Если от Ван-Гога мы перейдем к Гогэну, то увидим естественное заключение того пути, закончить который первому помешали безумие и смерть. Всё искусство Гогэна, во всей его полнозвучности, всечеловечности и религиозности, является превосходной степенью искусства импрессионистов – res realissima. Тем реальнейшим, – по отношению к которому все преходящие вещи мира являются только знаками, только символами.
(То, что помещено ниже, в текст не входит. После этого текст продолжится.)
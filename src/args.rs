//! Support for command line argument parsing.
//!
//! See [crate] documentation for details on command line arguments and examples.

use std::error::Error;
use std::ffi::OsString;
use std::fmt::{Display, Debug};
use pattern::names::{self, Locale};
use time::{parse_timestamp, ParseError, TimeSpec};

/// The error type for parsing command line arguments.
#[cfg_attr(test, derive(PartialEq))]
pub enum ArgumentsError {
	/// The option was unrecognized. The option is returned as the payload of this variant.
	UnrecognizedOption(String),
	/// Error converting an option or parameter to UTF-8. The argument index and original
	/// [`OsString`] that could not be converted are returned as the payload of this variant.
	InvalidUTF8(usize, OsString),
	/// The required format pattern was missing.
	MissingPattern,
	/// More than one format pattern was supplied. The extra argument is returned as the payload
	/// of this variant.
	UnexpectedArgument(String),
	/// The parameter for an option was not supplied. The option is returned as the payload for
	/// this variant.
	MissingParameter(String),
	/// The provided locale is not known. The supplied locale tag is returned as the payload of
	/// this variant.
	UnknownLocale(String),
	/// The provided UTC offset was malformed or out of range. The supplied offset argument is
	/// returned as the payload of this variant.
	InvalidOffset(String),
	/// An error occured while parsing the provided date time string. The underlying parse error
	/// is returned as the payload for this variant.
	DateTimeParseError(ParseError),
	/// Help option (-h) was included, so print help details and exit.
	Help
}

impl Display for ArgumentsError {
	fn fmt(&self, f: &mut std::fmt::Formatter<'_>) -> std::fmt::Result {
		match self {
			ArgumentsError::UnrecognizedOption(s) => write!(f, "Unrecognized option: {}", s),
			ArgumentsError::InvalidUTF8(i, v) => write!(f, "Invalid UTF-8 in argument {}: {:?}", i, v),
			ArgumentsError::MissingPattern => write!(f, "Missing format pattern"),
			ArgumentsError::UnexpectedArgument(s) => write!(f, "Unexpected argument: {}", s),
			ArgumentsError::MissingParameter(s) => write!(f, "Missing parameter for option {}", s),
			ArgumentsError::UnknownLocale(s) => write!(f, "Unknown locale: {}", s),
			ArgumentsError::InvalidOffset(s) => write!(f, "Invalid UTC offset: {}", s),
			ArgumentsError::DateTimeParseError(e) => write!(f, "Datetime parsing error: {}", e),
			ArgumentsError::Help => write!(f, "Help requested")
		}
	}
}

impl Debug for ArgumentsError {
	fn fmt(&self, f: &mut std::fmt::Formatter<'_>) -> std::fmt::Result {
		Display::fmt(self, f)
	}
}

impl Error for ArgumentsError {}

/// Convert an argument to [`&str`].
///
/// The function takes the argument index `i`, optional argument name `a`, and the argument `s`.
///
/// # Errors
///
/// Returns [`ArgumentsError::InvalidUTF8`] if the argument could not be converted to UTF-8 or
/// [`ArgumentsError::MissingParameter`] if the argument is `None`.
fn arg_to_str<'a, 'b>(i: usize, a: Option<&'a str>, s: Option<&'b OsString>)
	-> Result<&'b str, ArgumentsError>
{
	match s {
		Some(v) => v.to_str().ok_or_else(|| ArgumentsError::InvalidUTF8(i, v.clone())),
		None => Err(ArgumentsError::MissingParameter(a.map(String::from).unwrap_or_default()))
	}
}

/// Parse a UTC offset: `±HH:MM`, `HH:MM`, or a plain signed number of minutes.
///
/// Offsets beyond ±18:00 are rejected.
fn parse_offset(s: &str) -> Result<i32, ArgumentsError> {
	let err = || ArgumentsError::InvalidOffset(s.to_string());
	let (neg, rest) = match s.strip_prefix('-') {
		Some(r) => (true, r),
		None => (false, s.strip_prefix('+').unwrap_or(s))
	};
	let minutes = match rest.split_once(':') {
		Some((h, m)) => {
			let h: i32 = h.parse().map_err(|_| err())?;
			let m: i32 = m.parse().map_err(|_| err())?;
			if h < 0 || m < 0 || m > 59 {
				return Err(err());
			}
			h * 60 + m
		},
		None => rest.parse().map_err(|_| err())?
	};
	let minutes = if neg { -minutes } else { minutes };
	if !(-18 * 60..=18 * 60).contains(&minutes) {
		return Err(err());
	}
	Ok(minutes)
}

/// Parse a start time: a date time string, or `@` followed by a Unix timestamp in seconds.
fn parse_time(s: &str) -> Result<TimeSpec, ArgumentsError> {
	if let Some(unix) = s.strip_prefix('@') {
		let sec = unix.parse().map_err(|_| {
			ArgumentsError::DateTimeParseError(ParseError::UnexpectedInput)
		})?;
		return Ok(TimeSpec { sec, nsec: 0 });
	}
	parse_timestamp(s.as_bytes()).map_err(ArgumentsError::DateTimeParseError)
}

/// Parsed command line arguments.
#[cfg_attr(test, derive(Debug))]
pub struct Arguments {
	/// The format pattern.
	pub pattern: String,
	/// The configured time to format (if provided).
	pub time: Option<TimeSpec>,
	/// The locale for names in the output.
	pub locale: &'static Locale,
	/// The UTC offset in minutes, excluding daylight savings.
	pub offset: i32,
	/// The time zone name, rendered by the `z` pattern field.
	pub zone: String,
	/// Whether daylight savings time is in effect.
	pub dst: bool,
	/// Whether to format in UTC, ignoring the offset and daylight savings options.
	pub utc: bool
}

impl Arguments {
	/// Parse command line arguments.
	///
	/// The input can be any type that implements [`Iterator`] that yields [`OsString`], though
	/// typically this would be [`std::env::args_os`]. This function assumes that the application
	/// name is **not** supplied as the first item yielded by `args`.
	///
	/// # Errors
	///
	/// This function can return any of the variants in [`ArgumentsError`]. See that documentation
	/// for more details.
	///
	/// # Examples
	///
	/// ```
	/// let args = match Arguments::parse(std::env::args_os().skip(1)) {
	/// 	Ok(a) => a,
	/// 	Err(e) => {
	/// 		// Handle error
	/// 		panic!("{}", e);
	/// 	}
	/// };
	/// ```
	pub fn parse(mut args: impl Iterator<Item = OsString>) -> Result<Arguments, ArgumentsError>
	{
		let mut pattern: Option<String> = None;
		let mut time: Option<TimeSpec> = None;
		let mut locale: &'static Locale = &names::EN;
		let mut offset = 0;
		let mut zone = String::new();
		let mut dst = false;
		let mut utc = false;
		let mut arg = args.next();
		let mut i = 0;
		loop {
			if arg.is_none() { break; }
			match arg_to_str(i, None, arg.as_ref())? {
				t @ ("-t" | "--time") => {
					time = Some(parse_time(arg_to_str(i+1, Some(t), args.next().as_ref())?)?);
					// Increment because we called args.next()
					i += 1;
				},
				l @ ("-l" | "--locale") => {
					let next = args.next();
					let tag = arg_to_str(i+1, Some(l), next.as_ref())?;
					locale = names::lookup(tag)
						.ok_or_else(|| ArgumentsError::UnknownLocale(tag.to_string()))?;
					i += 1;
				},
				o @ ("-o" | "--offset") => {
					offset = parse_offset(arg_to_str(i+1, Some(o), args.next().as_ref())?)?;
					i += 1;
				},
				z @ ("-z" | "--zone") => {
					zone = String::from(arg_to_str(i+1, Some(z), args.next().as_ref())?);
					i += 1;
				},
				"-d" | "--dst" => dst = true,
				"-u" | "--utc" => utc = true,
				"-h" | "--help" => return Err(ArgumentsError::Help),
				v => {
					if v.starts_with('-') && v.len() > 1 {
						return Err(ArgumentsError::UnrecognizedOption(v.to_string()));
					}
					if pattern.is_some() {
						return Err(ArgumentsError::UnexpectedArgument(v.to_string()));
					}
					pattern = Some(v.to_string());
				}
			}
			arg = args.next();
			// Increment because we called args.next()
			i += 1;
		}

		Ok(Arguments {
			pattern: pattern.ok_or(ArgumentsError::MissingPattern)?,
			time,
			locale,
			offset,
			zone,
			dst,
			utc
		})
	}
}

#[cfg(test)]
mod tests {
	use super::*;
	use std::str::FromStr;

	fn parse(args: &[&str]) -> Result<Arguments, ArgumentsError> {
		Arguments::parse(args.iter().map(OsString::from))
	}

	#[test]
	fn parse_offset_test() {
		assert_eq!(parse_offset("+09:30"), Ok(570));
		assert_eq!(parse_offset("-05:30"), Ok(-330));
		assert_eq!(parse_offset("09:30"), Ok(570));
		assert_eq!(parse_offset("570"), Ok(570));
		assert_eq!(parse_offset("-330"), Ok(-330));
		assert_eq!(parse_offset("0"), Ok(0));
		assert_eq!(parse_offset("+18:00"), Ok(1080));
		assert_eq!(parse_offset("-18:00"), Ok(-1080));

		assert_eq!(parse_offset("+18:01"), Err(ArgumentsError::InvalidOffset("+18:01".into())));
		assert_eq!(parse_offset("1081"), Err(ArgumentsError::InvalidOffset("1081".into())));
		assert_eq!(parse_offset("09:60"), Err(ArgumentsError::InvalidOffset("09:60".into())));
		assert_eq!(parse_offset("abc"), Err(ArgumentsError::InvalidOffset("abc".into())));
		assert_eq!(parse_offset(""), Err(ArgumentsError::InvalidOffset("".into())));
		assert_eq!(parse_offset("+"), Err(ArgumentsError::InvalidOffset("+".into())));
	}

	#[test]
	fn parse_time_test() {
		assert_eq!(parse_time("@1718617807"), Ok(TimeSpec { sec: 1718617807, nsec: 0 }));
		assert_eq!(parse_time("2024-06-17"), Ok(TimeSpec { sec: 1718582400, nsec: 0 }));
		assert_eq!(
			parse_time("2024-13-01"),
			Err(ArgumentsError::DateTimeParseError(ParseError::MonthOutOfRange))
		);
		assert!(parse_time("@abc").is_err());
	}

	#[test]
	fn arg_to_str_test() {
		let valid = OsString::from_str("test").unwrap();
		assert_eq!(
			arg_to_str(1, Some("arg"), Some(&valid)),
			Ok("test")
		);
		assert_eq!(
			arg_to_str(1, Some("arg"), None),
			Err(ArgumentsError::MissingParameter(String::from("arg")))
		);

		let invalid = unsafe { OsString::from_encoded_bytes_unchecked(vec![b't', 0xff, b's', b't']) };
		assert_eq!(
			arg_to_str(1, Some("arg"), Some(&invalid)),
			Err(ArgumentsError::InvalidUTF8(1, invalid.clone()))
		);
	}

	#[test]
	fn arguments_parse_test() {
		let args = parse(&["yyyy-MM-dd"]).unwrap();
		assert_eq!(args.pattern, "yyyy-MM-dd");
		assert_eq!(args.time, None);
		assert_eq!(args.locale.tag, "en");
		assert_eq!(args.offset, 0);
		assert_eq!(args.zone, "");
		assert!(!args.dst);
		assert!(!args.utc);

		let args = parse(&[
			"-t", "2024-06-17 09:50:07",
			"-l", "de_AT",
			"-o", "+01:00",
			"-z", "MEZ",
			"-d",
			"EEEE, d. MMMM yyyy"
		]).unwrap();
		assert_eq!(args.pattern, "EEEE, d. MMMM yyyy");
		assert_eq!(args.time, Some(TimeSpec { sec: 1718617807, nsec: 0 }));
		assert_eq!(args.locale.tag, "de");
		assert_eq!(args.offset, 60);
		assert_eq!(args.zone, "MEZ");
		assert!(args.dst);
		assert!(!args.utc);

		let args = parse(&["-u", "-t", "@0", "HH:mm"]).unwrap();
		assert!(args.utc);
		assert_eq!(args.time, Some(TimeSpec { sec: 0, nsec: 0 }));

		// Errors
		assert_eq!(parse(&[]).unwrap_err(), ArgumentsError::MissingPattern);
		assert_eq!(parse(&["-d"]).unwrap_err(), ArgumentsError::MissingPattern);
		assert_eq!(
			parse(&["yyyy", "MM"]).unwrap_err(),
			ArgumentsError::UnexpectedArgument(String::from("MM"))
		);
		assert_eq!(
			parse(&["--frequency", "60", "yyyy"]).unwrap_err(),
			ArgumentsError::UnrecognizedOption(String::from("--frequency"))
		);
		assert_eq!(
			parse(&["-l"]).unwrap_err(),
			ArgumentsError::MissingParameter(String::from("-l"))
		);
		assert_eq!(
			parse(&["-l", "fr", "yyyy"]).unwrap_err(),
			ArgumentsError::UnknownLocale(String::from("fr"))
		);
		assert_eq!(
			parse(&["-o", "19:00", "yyyy"]).unwrap_err(),
			ArgumentsError::InvalidOffset(String::from("19:00"))
		);
		assert_eq!(
			parse(&["-t", "2024-13-01", "yyyy"]).unwrap_err(),
			ArgumentsError::DateTimeParseError(ParseError::MonthOutOfRange)
		);
		assert_eq!(parse(&["-h"]).unwrap_err(), ArgumentsError::Help);
		assert_eq!(parse(&["yyyy", "-h"]).unwrap_err(), ArgumentsError::Help);
	}
}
Искусство Сезанна развивается в несколько иной плоскости. Сезанн прежде всего производит громадную очистительную работу по отношению ко всему тому, что в искусстве было копией, стремлением к подобию, всему, что мы определили словом Naturalis. Кроме того, он первый намечает пути в сторону от импрессионизма.
Импрессионизм был занят исключительно исследованием и углублением законов цвета. Перспективные свойства глаза, рисунок, конструкция, законы построения вещества были им совершенно не затронуты.
Первый указал на них Сезанн. А теперь Пикассо и кубисты ведут деятельную разработку этих законов. Это исторически необходимая реакция против импрессионизма. Время беспристрастной оценки опытов, ведущихся кубистами в очень широком масштабе, еще не пришло, но никакого сомнения не может быть в том, что мы в их искусстве имеем дело с исследованием конструкции вещей, т. е. с реализмом в точном смысле этого слова.
Как мы видим – реализм, идущий к познанию вещей от их признаков, в живописи является прежде всего исследованием законов зрительных восприятий, и, только утвердившись на этой почве, он может отдаваться синтетическим группировкам основных знаков жизни. Только на этой первооснове своего искусства художник получает возможность давать воплощение своим психологическим, символическим или драматическим замыслам. Эти элементы вовсе не исключаются из рамок нового искусства. Наоборот, они представляют высшее цветение его. Но в том случае, если они являются вне реальной основы, вне строгого исследования элементов видимого мира, они остаются толь– ко литературой в том презрительном смысле, который придают этому слову художники.